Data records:
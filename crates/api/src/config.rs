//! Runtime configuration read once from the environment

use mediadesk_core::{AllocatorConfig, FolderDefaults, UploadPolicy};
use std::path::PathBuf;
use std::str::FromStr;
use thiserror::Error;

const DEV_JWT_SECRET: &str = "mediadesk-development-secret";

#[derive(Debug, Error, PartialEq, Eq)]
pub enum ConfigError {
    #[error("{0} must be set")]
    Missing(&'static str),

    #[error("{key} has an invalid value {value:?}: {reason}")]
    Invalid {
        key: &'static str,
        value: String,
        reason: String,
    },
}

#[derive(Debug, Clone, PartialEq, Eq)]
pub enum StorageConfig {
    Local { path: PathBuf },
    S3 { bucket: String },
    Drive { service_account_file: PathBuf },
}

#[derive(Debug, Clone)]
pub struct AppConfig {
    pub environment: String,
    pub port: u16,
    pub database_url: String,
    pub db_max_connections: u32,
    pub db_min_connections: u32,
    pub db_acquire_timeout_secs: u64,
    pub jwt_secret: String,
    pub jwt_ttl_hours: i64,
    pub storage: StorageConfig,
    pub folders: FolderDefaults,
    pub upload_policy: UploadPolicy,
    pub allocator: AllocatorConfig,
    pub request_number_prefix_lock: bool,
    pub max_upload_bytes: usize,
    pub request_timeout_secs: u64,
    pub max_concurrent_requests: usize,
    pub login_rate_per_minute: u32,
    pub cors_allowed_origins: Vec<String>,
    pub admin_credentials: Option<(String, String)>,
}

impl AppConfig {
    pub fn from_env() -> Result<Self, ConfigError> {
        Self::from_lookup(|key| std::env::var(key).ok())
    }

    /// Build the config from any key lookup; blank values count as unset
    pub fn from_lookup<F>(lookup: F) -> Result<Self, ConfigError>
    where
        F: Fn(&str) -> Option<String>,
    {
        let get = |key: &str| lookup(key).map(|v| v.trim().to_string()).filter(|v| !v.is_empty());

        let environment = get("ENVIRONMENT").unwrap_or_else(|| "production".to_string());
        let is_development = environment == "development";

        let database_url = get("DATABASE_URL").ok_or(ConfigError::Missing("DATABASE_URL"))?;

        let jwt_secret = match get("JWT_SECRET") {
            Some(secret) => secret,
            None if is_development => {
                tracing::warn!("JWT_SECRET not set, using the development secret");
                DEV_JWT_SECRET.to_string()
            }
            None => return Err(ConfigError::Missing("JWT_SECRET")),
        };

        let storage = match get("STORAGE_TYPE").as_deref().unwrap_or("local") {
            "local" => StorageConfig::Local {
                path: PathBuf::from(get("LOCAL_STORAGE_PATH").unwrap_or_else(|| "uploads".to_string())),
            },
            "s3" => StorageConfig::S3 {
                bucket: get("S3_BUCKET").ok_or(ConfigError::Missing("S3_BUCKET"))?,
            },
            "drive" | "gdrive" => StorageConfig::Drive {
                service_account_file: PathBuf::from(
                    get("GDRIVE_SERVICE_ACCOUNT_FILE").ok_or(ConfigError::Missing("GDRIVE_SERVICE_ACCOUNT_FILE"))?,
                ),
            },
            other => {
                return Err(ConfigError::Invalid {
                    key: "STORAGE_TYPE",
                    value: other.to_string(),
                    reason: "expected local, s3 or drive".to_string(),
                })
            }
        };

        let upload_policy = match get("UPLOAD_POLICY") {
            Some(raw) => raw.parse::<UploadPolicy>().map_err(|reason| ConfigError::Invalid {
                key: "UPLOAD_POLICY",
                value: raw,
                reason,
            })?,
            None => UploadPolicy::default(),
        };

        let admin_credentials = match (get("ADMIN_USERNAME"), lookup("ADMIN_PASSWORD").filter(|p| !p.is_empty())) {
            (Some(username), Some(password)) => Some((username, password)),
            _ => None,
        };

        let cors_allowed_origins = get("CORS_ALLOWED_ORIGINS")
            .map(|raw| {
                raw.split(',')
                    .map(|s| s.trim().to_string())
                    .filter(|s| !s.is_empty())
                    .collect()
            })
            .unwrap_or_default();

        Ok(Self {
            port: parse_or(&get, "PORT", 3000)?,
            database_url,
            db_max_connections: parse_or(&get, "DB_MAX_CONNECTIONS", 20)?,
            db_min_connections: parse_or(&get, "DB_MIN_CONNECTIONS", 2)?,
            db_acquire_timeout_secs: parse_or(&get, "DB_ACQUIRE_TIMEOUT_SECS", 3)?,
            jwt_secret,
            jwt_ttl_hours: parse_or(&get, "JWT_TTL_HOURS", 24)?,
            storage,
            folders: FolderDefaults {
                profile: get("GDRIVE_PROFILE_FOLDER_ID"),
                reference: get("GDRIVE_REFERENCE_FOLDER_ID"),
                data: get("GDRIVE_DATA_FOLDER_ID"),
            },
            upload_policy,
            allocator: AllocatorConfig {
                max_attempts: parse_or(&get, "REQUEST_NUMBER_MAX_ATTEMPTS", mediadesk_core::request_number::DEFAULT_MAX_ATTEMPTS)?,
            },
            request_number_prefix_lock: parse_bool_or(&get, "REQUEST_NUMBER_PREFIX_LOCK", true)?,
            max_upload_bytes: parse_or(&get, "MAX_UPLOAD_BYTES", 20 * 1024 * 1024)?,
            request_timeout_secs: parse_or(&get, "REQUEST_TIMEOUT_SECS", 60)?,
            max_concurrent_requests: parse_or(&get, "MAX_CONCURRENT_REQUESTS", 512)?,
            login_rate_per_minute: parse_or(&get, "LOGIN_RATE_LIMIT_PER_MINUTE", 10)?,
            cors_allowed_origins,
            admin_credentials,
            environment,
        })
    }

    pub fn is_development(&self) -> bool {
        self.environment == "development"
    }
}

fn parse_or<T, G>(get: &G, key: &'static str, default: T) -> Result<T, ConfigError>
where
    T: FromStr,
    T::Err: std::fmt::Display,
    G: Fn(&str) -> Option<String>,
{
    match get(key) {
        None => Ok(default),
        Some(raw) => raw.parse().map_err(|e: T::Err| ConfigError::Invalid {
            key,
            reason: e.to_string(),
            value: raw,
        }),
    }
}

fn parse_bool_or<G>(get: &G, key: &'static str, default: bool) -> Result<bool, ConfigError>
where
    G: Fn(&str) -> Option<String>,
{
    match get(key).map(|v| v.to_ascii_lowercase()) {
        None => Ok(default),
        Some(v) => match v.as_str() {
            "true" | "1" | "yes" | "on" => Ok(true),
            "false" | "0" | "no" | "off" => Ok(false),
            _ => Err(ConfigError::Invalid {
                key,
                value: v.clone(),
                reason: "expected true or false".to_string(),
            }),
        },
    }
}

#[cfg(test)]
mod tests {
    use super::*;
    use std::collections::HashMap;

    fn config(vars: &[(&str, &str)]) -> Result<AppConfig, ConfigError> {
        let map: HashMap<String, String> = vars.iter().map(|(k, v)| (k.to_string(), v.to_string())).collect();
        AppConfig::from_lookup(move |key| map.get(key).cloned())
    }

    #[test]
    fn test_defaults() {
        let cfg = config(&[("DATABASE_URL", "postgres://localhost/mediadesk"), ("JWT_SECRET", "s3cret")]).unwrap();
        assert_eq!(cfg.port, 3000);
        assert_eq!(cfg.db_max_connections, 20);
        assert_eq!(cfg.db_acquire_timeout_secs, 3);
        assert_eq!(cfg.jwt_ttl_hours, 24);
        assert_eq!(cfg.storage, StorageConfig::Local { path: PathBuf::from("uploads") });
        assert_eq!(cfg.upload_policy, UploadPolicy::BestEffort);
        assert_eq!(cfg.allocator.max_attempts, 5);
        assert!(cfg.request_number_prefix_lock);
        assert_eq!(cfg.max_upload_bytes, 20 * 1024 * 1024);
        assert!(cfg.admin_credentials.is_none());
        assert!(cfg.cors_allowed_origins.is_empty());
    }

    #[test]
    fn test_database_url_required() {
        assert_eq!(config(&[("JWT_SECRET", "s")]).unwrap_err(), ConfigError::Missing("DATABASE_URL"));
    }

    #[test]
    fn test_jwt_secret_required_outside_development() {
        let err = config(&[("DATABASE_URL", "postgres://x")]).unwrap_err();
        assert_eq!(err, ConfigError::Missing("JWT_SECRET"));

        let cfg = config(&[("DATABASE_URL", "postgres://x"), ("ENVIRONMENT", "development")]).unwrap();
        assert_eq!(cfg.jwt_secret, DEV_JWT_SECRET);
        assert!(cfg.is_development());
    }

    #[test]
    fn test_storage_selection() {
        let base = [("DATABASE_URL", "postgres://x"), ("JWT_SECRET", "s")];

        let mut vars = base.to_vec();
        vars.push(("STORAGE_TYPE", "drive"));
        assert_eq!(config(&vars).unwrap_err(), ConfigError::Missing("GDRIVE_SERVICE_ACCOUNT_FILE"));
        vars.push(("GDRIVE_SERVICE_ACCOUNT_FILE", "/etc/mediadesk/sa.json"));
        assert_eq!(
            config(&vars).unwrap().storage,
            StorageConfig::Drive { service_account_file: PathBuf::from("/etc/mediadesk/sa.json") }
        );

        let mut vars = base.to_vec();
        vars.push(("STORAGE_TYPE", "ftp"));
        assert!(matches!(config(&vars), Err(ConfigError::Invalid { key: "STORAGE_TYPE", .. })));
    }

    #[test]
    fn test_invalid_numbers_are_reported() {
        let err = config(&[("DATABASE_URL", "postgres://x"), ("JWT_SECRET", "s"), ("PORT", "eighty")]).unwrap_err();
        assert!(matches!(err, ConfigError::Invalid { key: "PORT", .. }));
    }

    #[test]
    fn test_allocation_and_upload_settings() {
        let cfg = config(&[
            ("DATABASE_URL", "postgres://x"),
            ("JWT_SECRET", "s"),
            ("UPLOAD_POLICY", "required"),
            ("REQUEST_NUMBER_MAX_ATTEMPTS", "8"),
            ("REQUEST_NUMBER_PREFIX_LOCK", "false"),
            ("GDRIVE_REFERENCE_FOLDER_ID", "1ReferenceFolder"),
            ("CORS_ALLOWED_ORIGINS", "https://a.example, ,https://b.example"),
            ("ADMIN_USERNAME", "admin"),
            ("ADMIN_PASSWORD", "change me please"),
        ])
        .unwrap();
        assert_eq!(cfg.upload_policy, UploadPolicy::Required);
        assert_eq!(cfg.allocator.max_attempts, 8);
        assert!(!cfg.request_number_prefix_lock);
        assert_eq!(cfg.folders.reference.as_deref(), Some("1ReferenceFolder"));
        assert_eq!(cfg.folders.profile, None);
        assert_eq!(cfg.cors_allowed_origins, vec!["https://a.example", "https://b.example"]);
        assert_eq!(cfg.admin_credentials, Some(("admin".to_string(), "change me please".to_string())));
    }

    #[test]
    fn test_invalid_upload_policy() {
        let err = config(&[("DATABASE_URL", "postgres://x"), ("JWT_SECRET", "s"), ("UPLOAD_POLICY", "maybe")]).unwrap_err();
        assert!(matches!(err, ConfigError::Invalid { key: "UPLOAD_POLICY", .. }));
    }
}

- REQUIRED ACTION -
Copy from the entries only those lines that hold the word "PartialEq".

- RESULT BELOW -
#[derive(Debug, Error, PartialEq, Eq)]
#[derive(Debug, Clone, PartialEq, Eq)]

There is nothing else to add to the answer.